Deutschland erkennt Palästina aus guten Gründen nicht als Staat an
Ein unabhängiger Palästinenserstaat kann erst am Ende eines langen Prozesses stehen und nicht an dessen Anfang. Anders als bei den Osloer-Verträgen in den neunziger Jahren, bei denen Yassir Arafat für sie die Verhandlungen führte, haben die Palästinenser heute auch niemanden, der ein Mandat für solche Gespräche hat und überdies so unbelastet ist, dass Israel ihn als Verhandlungspartner akzeptieren könnte. Macron beruft sich auf Abbas, der ihm gewisse Zusagen gemacht habe. Abbas aber ist schon lange ein König ohne Reich, geduldet noch, aber auch in weiten Teilen des eigenen Volkes verhasst.

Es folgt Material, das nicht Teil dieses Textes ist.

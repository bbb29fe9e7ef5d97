//! Dashboard widgets.
//!
//! - `telemetry` - latest navigation state with sparklines
//! - `mission` - progress, waypoints, final metrics and jamming analysis
//! - `charts` - path and time-series charts
//! - `primitives` - sparkline, progress bar and formatting building blocks

pub mod charts;
mod mission;
pub mod primitives;
mod telemetry;

pub use charts::{PathChart, SeriesKind, TimeSeriesChart};
pub use mission::MissionWidget;
pub use telemetry::{TelemetryHistory, TelemetryWidget};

Im Moment wäre schon viel gewonnen, wenn die Hamas die letzten Geiseln freiließe, damit die ersehnte Waffenruhe in Kraft treten kann. Doch auch aus dieser Warte betrachtet, ist Macrons Vorstoß kontraproduktiv, weil er am Ende nur die Hamas stärkt, die ihm denn auch prompt applaudierte. Würde heute in den Autonomiegebieten gewählt, hätten die Hamas oder mit ihr verbundene Organisationen aller Voraussicht nach eine klare Mehrheit. Das hieße: Die Terroristen stünden dann auch am Stadtrand von Jerusalem.
Deutschland erkennt „Palästina“ bislang aus guten Gründen nicht als Staat an. Diese Linie durchzuhalten, wird allerdings immer schwieriger, wenn der engste Verbündete in Europa ausschert und sich offen gegen Israel stellt. Erste Erosionserscheinungen sind ja auch in Berlin bereits erkennbar, man denke nur an die Bemerkung von Außenminister Johann Wadephul, es gebe keine „Zwangssolidarität“ mit Israel. Macron mögen vor allem innenpolitische Motive geleitet haben, weil seine Partei bei den nächsten Wahlen auf die Stimmen der französischen Muslime schielt. Außenpolitisch jedoch schafft er mit seiner Initiative mehr Probleme, als sie lösen würde. Den Friedensnobelpreis bekommt auch Macron damit nicht.